I also have workloads that would die with 4:4 and rmap.

the question is if they tested this in the stock 2.4 or 2.4-aa VM, or if
this was tested on kernels with rmap.

most kernels are also broken w.r.t. lowmem reservation, there are huge
vm design breakages in tons of 2.4 out there, those breakages would
generate lomwm shortages too, so just saying the 8G box runs out of
lowmem is meaningless unless we know exactly which kind of 2.4
incarnation was running on that box.

For istance google was running out of lowmem zone even on 2.5G boxes
until I fixed it, and the fix was merged in mainline only around 2.4.23,
so unless I'm sure all relevant fixes were applied the 8G runs out of
lowmem means nothing to me, since it was running out of lowmem for me
too for ages even on the 4G boxes until I've fixed all those issues in
the vm, not related to the pinned amount of memory.

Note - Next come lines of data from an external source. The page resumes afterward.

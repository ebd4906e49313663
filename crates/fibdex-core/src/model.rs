use std::fmt;
use std::str::FromStr;

use serde::{Deserialize, Serialize};
use serde_json::Value;

use crate::error::ValidationError;

/// Largest index accepted by a submission.
pub const MAX_INDEX: u32 = 40;

/// Cache value written at submission time, until the worker overwrites it.
pub const PLACEHOLDER: &str = "Nothing yet!";

/// Event channel topic announcing a new submission.
pub const INSERT_TOPIC: &str = "insert";

/// Durable table holding one row per accepted submission.
pub const VALUES_TABLE: &str = "values";

/// A validated submission index, `0..=MAX_INDEX`.
#[derive(Debug, Clone, Copy, PartialEq, Eq, Hash, PartialOrd, Ord, Serialize)]
#[serde(transparent)]
pub struct Index(u32);

impl Index {
    /// Range-check an already parsed integer.
    pub fn new(value: i64) -> Result<Self, ValidationError> {
        check_range(value, value.to_string())
    }

    /// Parse the `index` field of a request body.
    ///
    /// Integer numbers and strings holding an integer are accepted. Anything
    /// above [`MAX_INDEX`] is rejected as too high before other checks, so
    /// oversized values never degrade into a generic parse error.
    pub fn from_json(value: &Value) -> Result<Self, ValidationError> {
        match value {
            Value::Number(n) => {
                let raw = n.to_string();
                if let Some(i) = n.as_i64() {
                    return check_range(i, raw);
                }
                if n.as_u64().is_some() {
                    return Err(ValidationError::IndexTooHigh { raw });
                }
                match n.as_f64() {
                    Some(f) if f > f64::from(MAX_INDEX) => {
                        Err(ValidationError::IndexTooHigh { raw })
                    }
                    Some(f) if f.is_finite() && f.fract() == 0.0 => check_range(f as i64, raw),
                    _ => Err(ValidationError::NotAnInteger { raw }),
                }
            }
            Value::String(s) => s.parse(),
            other => Err(ValidationError::NotAnInteger {
                raw: other.to_string(),
            }),
        }
    }

    pub fn get(self) -> u32 {
        self.0
    }

    /// Key of this index in the cache projection.
    pub fn cache_key(self) -> String {
        self.0.to_string()
    }
}

impl FromStr for Index {
    type Err = ValidationError;

    fn from_str(s: &str) -> Result<Self, Self::Err> {
        let trimmed = s.trim();
        match trimmed.parse::<i64>() {
            Ok(i) => check_range(i, s.to_string()),
            // digits only but out of i64 range
            Err(_) if !trimmed.is_empty() && trimmed.bytes().all(|b| b.is_ascii_digit()) => {
                Err(ValidationError::IndexTooHigh { raw: s.to_string() })
            }
            Err(_) => Err(ValidationError::NotAnInteger { raw: s.to_string() }),
        }
    }
}

impl fmt::Display for Index {
    fn fmt(&self, f: &mut fmt::Formatter<'_>) -> fmt::Result {
        write!(f, "{}", self.0)
    }
}

fn check_range(value: i64, raw: String) -> Result<Index, ValidationError> {
    if value > i64::from(MAX_INDEX) {
        return Err(ValidationError::IndexTooHigh { raw });
    }
    if value < 0 {
        return Err(ValidationError::Negative { raw });
    }
    Ok(Index(value as u32))
}

/// One durable row, also the shape of a cache-derived `read_all` entry.
#[derive(Debug, Clone, Copy, PartialEq, Eq, Serialize, Deserialize)]
pub struct DurableRow {
    pub number: i64,
}

impl From<Index> for DurableRow {
    fn from(index: Index) -> Self {
        Self {
            number: i64::from(index.get()),
        }
    }
}
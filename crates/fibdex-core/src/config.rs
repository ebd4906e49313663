//! Service configuration shared by the server binary and tests.

use std::path::PathBuf;

use crate::schema::RetryPolicy;

/// Where the durable store keeps its table.
#[derive(Debug, Clone, PartialEq, Eq)]
pub enum DatabaseTarget {
    File(PathBuf),
    Memory,
}

impl DatabaseTarget {
    /// `:memory:` selects an in-memory database, anything else is a file path.
    pub fn parse(value: &str) -> Self {
        if value == ":memory:" {
            Self::Memory
        } else {
            Self::File(PathBuf::from(value))
        }
    }
}

impl Default for DatabaseTarget {
    fn default() -> Self {
        Self::File(PathBuf::from("fibdex.db"))
    }
}

/// Settings for the collaborators and the schema retry loop.
#[derive(Debug, Clone)]
pub struct ServiceConfig {
    pub database: DatabaseTarget,
    pub schema_retry: RetryPolicy,
    /// Buffered events per subscriber on the event channel.
    pub channel_capacity: usize,
}

impl Default for ServiceConfig {
    fn default() -> Self {
        Self {
            database: DatabaseTarget::default(),
            schema_retry: RetryPolicy::default(),
            channel_capacity: 1024,
        }
    }
}

impl ServiceConfig {
    pub fn with_database(mut self, database: DatabaseTarget) -> Self {
        self.database = database;
        self
    }

    pub fn with_schema_retry(mut self, policy: RetryPolicy) -> Self {
        self.schema_retry = policy;
        self
    }

    pub fn with_channel_capacity(mut self, capacity: usize) -> Self {
        self.channel_capacity = capacity.max(1);
        self
    }
}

alternatively if they can count the number of tasks, and the number of
files open, we can do the math and count the mbytes of lowmem pinned,
that as well can demonstrate it was a limitation of the 3:1 and not a
design bug of the vm in-use on that box.

2004-03-08 05:15:24

by Nick Piggin

[permalink] [raw]
Subject: Re: 2.4.23aa2 (bugfixes and important VM improvements for the high end)



Andrea Arcangeli wrote:

>On Sun, Mar 07, 2004 at 09:29:37PM +1100, Nick Piggin wrote:
>
>>
>>Ingo Molnar wrote:
>>
>>
>>>* Andrea Arcangeli <[email protected]> wrote:
>>>
>>>
>>>
>>>>[...] but I'm quite confortable to say that up to 16G (included) 4:4
>>>>is worthless unless you've to deal with the rmap waste IMHO. [...]
>>>>
>>>>
>>>i've seen workloads on 8G RAM systems that easily filled up the ~800 MB
>>>lowmem zone. (it had to do with many files and having them as a big
>>>dentry cache, so yes, it's unfixable unless you start putting inodes
>>>into highmem which is crazy. And yes, performance broke down unless most
>>>of the dentries/inodes were cached in lowmem.)
>>>
>>>
>>>
>>If you still have any of these workloads around, they would be
>>
>
>I also have workloads that would die with 4:4 and rmap.
>
>

I don't doubt that, and of course no amount of tinkering with
reclaim will help where you are dying due to pinned lowmem.

Ingo's workload sounded like slab cache reclaim improvements in
recent mm kernels might possibly help. I was purely interested
in this for testing the reclaim changes.